Directions -
Each line from the beginning of the entries below through the line that includes "the date picker." must be returned exactly as given.

Stored data entries:

// src/models.rs
use serde::{Deserialize, Serialize};

use crate::dates::{FieldDisplay, WindowStatus};

/// The contract stores exactly three choice slots in its global schema.
pub const CHOICE_COUNT: usize = 3;

/// An in-progress poll configuration, mutated field-by-field as the user
/// types. Dates are ISO `YYYY-MM-DD` strings straight from the date picker.
#[derive(Debug, Clone, Default, PartialEq, Eq, Serialize, Deserialize)]
pub struct PollDraft {
    #[serde(default)]
    pub title: String,
    #[serde(default)]
    pub choices: [String; CHOICE_COUNT],
    #[serde(default)]
    pub start_date: String,
    #[serde(default)]
    pub end_date: String,
}

/// Voting window in epoch seconds, the contract's canonical time form.
#[derive(Debug, Clone, Copy, PartialEq, Eq, Serialize, Deserialize)]
pub struct VoteWindow {
    pub start: i64,
    pub end: i64,
}

/// Read model of one poll app's global state.
#[derive(Debug, Clone, PartialEq, Eq, Serialize, Deserialize)]
pub struct PollSnapshot {
    pub app_id: u64,
    pub creator: String,
    pub title: String,
    pub choices: [String; CHOICE_COUNT],
    pub tallies: [u64; CHOICE_COUNT],
    pub total_votes: u64,
    pub accounts_opted_in: u64,
    /// `DD/MM/YYYY` display strings, as stored on chain. Empty until the
    /// vote dates have been set.
    pub start_date: String,
    pub end_date: String,
    pub window: Option<VoteWindow>,
    pub finalized: bool,
}

#[derive(Debug, Clone, Deserialize)]
pub struct CreatePollRequest {
    /// Falls back to the wallet's active address when omitted.
    pub sender: Option<String>,
    pub draft: PollDraft,
}

#[derive(Debug, Clone, Serialize)]
pub struct CreatePollResponse {
    pub app_id: u64,
}

#[derive(Debug, Clone, Default, Deserialize)]
pub struct AccountRequest {
    pub sender: Option<String>,
}

#[derive(Debug, Clone, Deserialize)]
pub struct VoteRequest {
    pub sender: Option<String>,
    /// 1-based choice number, matching the contract's argument convention.
    pub choice: u8,
}

#[derive(Debug, Clone, Serialize)]
pub struct PollView {
    #[serde(flatten)]
    pub poll: PollSnapshot,
    pub voting_open: WindowStatus,
}

/// Per-field highlighting plus the overall verdict for a draft, shaped for
/// the poll form to consume directly.
#[derive(Debug, Clone, Serialize)]
pub struct DraftReport {
    pub submittable: bool,
    pub message: String,
    pub fields: DraftFieldReport,
}

#[derive(Debug, Clone, Serialize)]
pub struct DraftFieldReport {
    pub title: FieldDisplay,
    pub choices: [FieldDisplay; CHOICE_COUNT],
    pub start_date: FieldDisplay,
    pub end_date: FieldDisplay,
}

Response below -
// src/models.rs
use serde::{Deserialize, Serialize};

use crate::dates::{FieldDisplay, WindowStatus};

/// The contract stores exactly three choice slots in its global schema.
pub const CHOICE_COUNT: usize = 3;

/// An in-progress poll configuration, mutated field-by-field as the user
/// types. Dates are ISO `YYYY-MM-DD` strings straight from the date picker.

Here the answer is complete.